Brain Research Center, National Yang-Ming University, Taipei, Taiwan.
Neuroradiology. 2017 Apr;59(4):367-377. doi: 10.1007/s00234-017-1808-0. Epub 2017 Mar 16.
This paper aims to examine the effectiveness of structural imaging as an aid in the diagnosis of Parkinson's disease (PD).
High-resolution T -weighted magnetic resonance imaging was performed in 72 patients with idiopathic PD (mean age, 61.08 years) and 73 healthy subjects (mean age, 58.96 years). The whole brain was parcellated into 95 regions of interest using composite anatomical atlases, and region volumes were calculated. Three diagnostic classifiers were constructed using binary multiple logistic regression modeling: the (i) basal ganglion prior classifier, (ii) data-driven classifier, and (iii) basal ganglion prior/data-driven hybrid classifier. Leave-one-out cross validation was used to unbiasedly evaluate the predictive accuracy of imaging features. Pearson's correlation analysis was further performed to correlate outcome measurement using the best PD classifier with disease severity.
Smaller volume in susceptible regions is diagnostic for Parkinson's disease.

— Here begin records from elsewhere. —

//! Per-key prop resolution.
//!
//! Each prop goes through the same state machine: record wrapper metadata on
//! the page, decide inclusion against the reload plan, then either emit the
//! value or recurse into the wrapped payload.

use std::collections::{HashMap, HashSet};
use std::time::Instant;

use futures::FutureExt;
use futures::future::BoxFuture;
use metrics::counter;
use serde_json::Value;
use tracing::{debug, warn};

use crate::domain::error::PropError;
use crate::domain::page::{MergeKind, Page};
use crate::domain::props::{LazyProp, Prop, ResolveContext};

use super::partial::{PartialReloadPlan, ScrollMergeIntent};

const SOURCE: &str = "application::resolver";

pub(crate) struct PropResolver<'a> {
    plan: &'a PartialReloadPlan,
    scope: ResolveContext,
    memo: &'a mut HashMap<String, Value>,
    /// Keys promoted by an `Always` wrapper during this build.
    forced: HashSet<String>,
}

impl<'a> PropResolver<'a> {
    pub(crate) fn new(
        plan: &'a PartialReloadPlan,
        scope: ResolveContext,
        memo: &'a mut HashMap<String, Value>,
    ) -> Self {
        Self {
            plan,
            scope,
            memo,
            forced: HashSet::new(),
        }
    }

    fn includes(&self, key: &str) -> bool {
        self.forced.contains(key) || self.plan.should_include(key)
    }

    pub(crate) fn resolve<'s>(
        &'s mut self,
        page: &'s mut Page,
        key: &'s str,
        prop: &'s Prop,
    ) -> BoxFuture<'s, ()> {
        async move {
            match prop {
                Prop::Value(value) => {
                    if self.includes(key) {
                        page.props.insert(key.to_string(), value.clone());
                    }
                }
                Prop::Lazy(lazy) => {
                    if self.includes(key) {
                        if let Some(value) = self.evaluate(key, lazy).await {
                            page.props.insert(key.to_string(), value);
                        }
                    }
                }
                Prop::Once(once) => {
                    let once_key = once.once_key(key);
                    page.record_once(once_key, key, once.expires_at_millis());
                    if self.plan.skips_once(once_key, key) {
                        return;
                    }
                    self.resolve(page, key, &once.inner).await;
                }
                Prop::Deferred { group, inner } => {
                    page.defer(group, key);
                    if self.plan.explicitly_included(key) {
                        self.resolve(page, key, inner).await;
                    }
                }
                Prop::Optional(inner) => {
                    if self.plan.explicitly_included(key) {
                        self.resolve(page, key, inner).await;
                    }
                }
                Prop::Always(inner) => {
                    self.forced.insert(key.to_string());
                    self.resolve(page, key, inner).await;
                }
                Prop::Merge { strategy, inner } => {
                    if !self.plan.is_reset(key) {
                        page.assign_merge(key, strategy.kind());
                    }
                    if self.includes(key) {
                        self.resolve(page, key, inner).await;
                    }
                }
                Prop::Scroll { config, inner } => {
                    page.scroll_props.insert(key.to_string(), config.clone());
                    if !self.plan.is_reset(key) {
                        let kind = match self.plan.scroll_merge_intent() {
                            ScrollMergeIntent::Prepend => MergeKind::Prepend,
                            ScrollMergeIntent::Append => MergeKind::Append,
                        };
                        page.assign_merge(key, kind);
                    }
                    if self.includes(key) {
                        self.resolve(page, key, inner).await;
                    }
                }
            }
        }
        .boxed()
    }

    /// Evaluates a lazy prop at most once per request; failures are logged
    /// and the prop is left out.
    async fn evaluate(&mut self, key: &str, lazy: &LazyProp) -> Option<Value> {
        if let Some(value) = self.memo.get(key) {
            return Some(value.clone());
        }

        let started = Instant::now();
        let cancellation = self.scope.cancellation.clone();
        let outcome = tokio::select! {
            biased;
            _ = cancellation.cancelled() => Err(PropError::Cancelled),
            result = lazy.evaluate(self.scope.clone()) => result,
        };
        let elapsed_ms = started.elapsed().as_millis() as u64;

        match outcome {
            Ok(value) => {
                debug!(
                    target = SOURCE,
                    op = "evaluate_lazy",
                    prop = key,
                    result = "ok",
                    elapsed_ms,
                    "Resolved lazy prop"
                );
                self.memo.insert(key.to_string(), value.clone());
                Some(value)
            }
            Err(err) => {
                counter!("inertia_prop_failure_total", "kind" => err.kind()).increment(1);
                warn!(
                    target = SOURCE,
                    op = "evaluate_lazy",
                    prop = key,
                    result = "error",
                    elapsed_ms,
                    error = %err,
                    "Lazy prop failed; omitting it from the page"
                );
                None
            }
        }
    }
}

Compared with the other two classifiers, the basal ganglion prior/data-driven hybrid classifier had the highest diagnostic reliability with a sensitivity of 74%, specificity of 75%, and accuracy of 74%. Furthermore, outcome measurement using this classifier was associated with disease severity.

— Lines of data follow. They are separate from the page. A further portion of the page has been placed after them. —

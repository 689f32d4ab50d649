use std::sync::Once;

use metrics::{Unit, describe_counter, describe_histogram};
use tracing_error::ErrorLayer;
use tracing_subscriber::{
    EnvFilter, fmt,
    layer::{Layer, SubscriberExt},
    util::SubscriberInitExt,
};

use crate::config::{LogFormat, LoggingSettings};

use super::error::InfraError;

static METRIC_DESCRIPTIONS: Once = Once::new();

/// Install a global tracing subscriber using the provided logging settings.
pub fn init(logging: &LoggingSettings) -> Result<(), InfraError> {
    describe_metrics();

    let env_filter = EnvFilter::builder()
        .with_default_directive(logging.level.into())
        .from_env_lossy();

    let fmt_layer = match logging.format {
        LogFormat::Json => fmt::layer()
            .json()
            .with_current_span(true)
            .with_span_list(true)
            .with_target(true)
            .boxed(),
        LogFormat::Compact => fmt::layer().compact().with_target(true).boxed(),
    };

    tracing_subscriber::registry()
        .with(env_filter)
        .with(ErrorLayer::default())
        .with(fmt_layer)
        .try_init()
        .map_err(|err| {
            InfraError::telemetry(format!("failed to install tracing subscriber: {err}"))
        })
}

/// Registers descriptions for every metric the engine emits. Safe to call
/// more than once.
pub fn describe_metrics() {
    METRIC_DESCRIPTIONS.call_once(|| {
        describe_counter!(
            "inertia_ssr_cache_hit_total",
            Unit::Count,
            "Total number of SSR fragment cache hits."
        );
        describe_counter!(
            "inertia_ssr_cache_miss_total",
            Unit::Count,
            "Total number of SSR fragment cache misses, expired entries included."
        );
        describe_counter!(
            "inertia_ssr_cache_evict_total",
            Unit::Count,
            "Total number of SSR fragment evictions due to capacity."
        );
        describe_counter!(
            "inertia_ssr_retry_total",
            Unit::Count,
            "Total number of SSR request retries."
        );
        describe_histogram!(
            "inertia_ssr_render_ms",
            Unit::Milliseconds,
            "SSR render latency in milliseconds, cache hits included."
        );
        describe_counter!(
            "inertia_prop_failure_total",
            Unit::Count,
            "Total number of lazy props omitted because their resolver failed."
        );
    });
}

Brain structural volumetric analysis with multiple logistic regression modeling can be a complementary tool for diagnosing PD.

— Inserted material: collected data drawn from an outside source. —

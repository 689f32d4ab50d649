//! Page assembly: merges the shared, context and per-call prop layers and
//! runs every surviving key through the resolver.

use std::collections::HashSet;
use std::time::Instant;

use serde_json::{Map, Value};
use tracing::debug;

use crate::domain::page::Page;
use crate::domain::props::{Props, ResolveContext};
use crate::domain::protocol::PROP_ERRORS;
use crate::domain::validation::scope_errors_to_bag;

use super::context::RequestContext;
use super::partial::{PartialReloadPlan, ReloadDirectives};
use super::resolver::PropResolver;

const SOURCE: &str = "application::builder";

/// Request-derived inputs to a page build.
#[derive(Debug, Clone)]
pub struct PageRequest<'a> {
    pub directives: &'a ReloadDirectives,
    pub scope: ResolveContext,
}

pub struct PageBuilder<'a> {
    shared: &'a Props,
    version: &'a str,
    csrf_prop: Option<&'a str>,
    encrypt_history: bool,
}

impl<'a> PageBuilder<'a> {
    pub fn new(shared: &'a Props, version: &'a str) -> Self {
        Self {
            shared,
            version,
            csrf_prop: None,
            encrypt_history: false,
        }
    }

    /// Name of the CSRF prop when a token provider is configured.
    pub fn csrf_prop(mut self, name: Option<&'a str>) -> Self {
        self.csrf_prop = name;
        self
    }

    pub fn encrypt_history(mut self, encrypt: bool) -> Self {
        self.encrypt_history = encrypt;
        self
    }

    pub async fn build(
        &self,
        component: &str,
        props: &Props,
        context: &mut RequestContext,
        request: PageRequest<'_>,
    ) -> Page {
        let started = Instant::now();
        let plan = PartialReloadPlan::new(request.directives, component, self.csrf_prop);
        let mut page = Page::new(component, request.scope.url.clone(), self.version);

        {
            let (context_props, memo) = context.split_for_build();
            let overridden: HashSet<&str> = context_props
                .keys()
                .chain(props.keys())
                .map(String::as_str)
                .collect();

            let shared = self
                .shared
                .iter()
                .filter(|(key, _)| !overridden.contains(key.as_str()));
            let contextual = context_props
                .iter()
                .filter(|(key, _)| !props.contains_key(key.as_str()));

            let mut resolver = PropResolver::new(&plan, request.scope, memo);
            for (key, prop) in shared.chain(contextual).chain(props.iter()) {
                resolver.resolve(&mut page, key, prop).await;
            }
        }

        apply_context_meta(&mut page, context, self.encrypt_history);

        page.props
            .entry(PROP_ERRORS.to_string())
            .or_insert_with(|| Value::Object(Map::new()));
        if let Some(bag) = request.directives.error_bag() {
            let errors = page.props.remove(PROP_ERRORS);
            page.props
                .insert(PROP_ERRORS.to_string(), scope_errors_to_bag(errors, bag));
        }

        debug!(
            target = SOURCE,
            op = "build",
            component,
            partial = plan.is_partial(),
            props = page.props.len(),
            elapsed_ms = started.elapsed().as_millis() as u64,
            "Built page"
        );
        page
    }
}

fn apply_context_meta(page: &mut Page, context: &RequestContext, encrypt_default: bool) {
    for key in context.match_props_on() {
        page.match_on(key);
    }
    for (key, config) in context.scroll_props() {
        page.scroll_props
            .entry(key.clone())
            .or_insert_with(|| config.clone());
    }
    page.encrypt_history = context
        .encrypt_history_override()
        .unwrap_or(encrypt_default);
    page.clear_history = context.clears_history();
}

本文旨在研究结构成像在帕金森病(PD)诊断中的辅助作用。
对72例特发性帕金森病患者(平均年龄61.08岁)和73名健康受试者(平均年龄58.96岁)进行高分辨率T加权磁共振成像。使用复合解剖图谱将全脑划分为95个感兴趣区域,并计算区域体积。使用二元多重逻辑回归模型构建了三个诊断分类器:(i)基底神经节先验分类器,(ii)数据驱动分类器,以及(iii)基底神经节先验/数据驱动混合分类器。采用留一法交叉验证来无偏地评估成像特征的预测准确性。进一步进行Pearson相关性分析,以使用最佳帕金森病分类器将结果测量与疾病严重程度相关联。
易感区域体积较小对帕金森病具有诊断意义。与其他两个分类器相比,基底神经节先验/数据驱动混合分类器具有最高的诊断可靠性,灵敏度为74%,特异性为75%,准确率为74%。此外,使用该分类器的结果测量与疾病严重程度相关。
采用多重逻辑回归模型的脑结构体积分析可作为诊断帕金森病的辅助工具。